The regulatory journey for Trappsol® Cyclo™ has been strategically navigated. The therapy has received Orphan Drug, Rare Pediatric Disease, and Fast Track designations from the FDA. These programs are designed to accelerate the development and review of drugs for serious conditions with high unmet needs. The Rare Pediatric Disease designation is especially valuable, as it could grant Rafael Holdings a Priority Review Voucher upon approval, a tradable asset that can be used to expedite the review of another drug.

Further signaling a clear path forward, the company has already completed its pre-NDA meeting with the FDA and received acknowledgement that its U.S. Expanded Access Program (EAP) can proceed. The EAP allows patients with life-threatening conditions who cannot enroll in a clinical trial to gain access to investigational therapies, providing a crucial bridge for the most vulnerable patients while the drug undergoes final review.

A Biotech's Strategic Pivot to Commercialization

The completion of the TransportNPC™ trial is the linchpin in Rafael Holdings' strategic evolution. Following a definitive merger agreement with Cyclo Therapeutics in 2024, Rafael Holdings pivoted to make Trappsol® Cyclo™ its lead clinical program. This move represents a deliberate shift from a company with a portfolio of interests to a focused biotech on the cusp of commercialization.
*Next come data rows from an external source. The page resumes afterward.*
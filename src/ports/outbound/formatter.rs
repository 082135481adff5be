use crate::application::read_models::ComponentTreeReadModel;
use crate::shared::Result;

/// TreeFormatter port for rendering a loaded component tree
///
/// This port abstracts the output format (JSON, Markdown, etc.).
/// Formatters receive the read model, with measure values already formatted.
pub trait TreeFormatter {
    /// Formats the component tree
    ///
    /// # Errors
    /// Returns an error if formatting or serialization fails
    fn format(&self, model: &ComponentTreeReadModel) -> Result<String>;
}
This high-stakes strategy is aimed squarely at the lucrative but challenging rare disease market. For a company with a market capitalization around $100 million, a successful launch of an orphan drug could be transformative.

Howard Jonas, CEO and Chairman of Rafael Holdings, framed the milestone in clear business terms. “Having already completed our pre-NDA meeting with the FDA, we believe we have a clear and expedited path forward reflective of the urgency and unmet need in NPC and expect to submit our NDA in the second half of 2026,” he said. “NPC represents a high-unmet-need market, positioning Rafael Holdings to potentially unlock substantial, long-term value for our shareholders as we work toward transitioning Rafael Holdings into a commercial-stage biotechnology company.”

The coming months will be critical. The investment community, medical professionals, and patient families will all be keenly awaiting the topline data expected later this year. Those results will determine the next chapter for Trappsol® Cyclo™ and will serve as the ultimate validation of Rafael Holdings’ bold strategic pivot.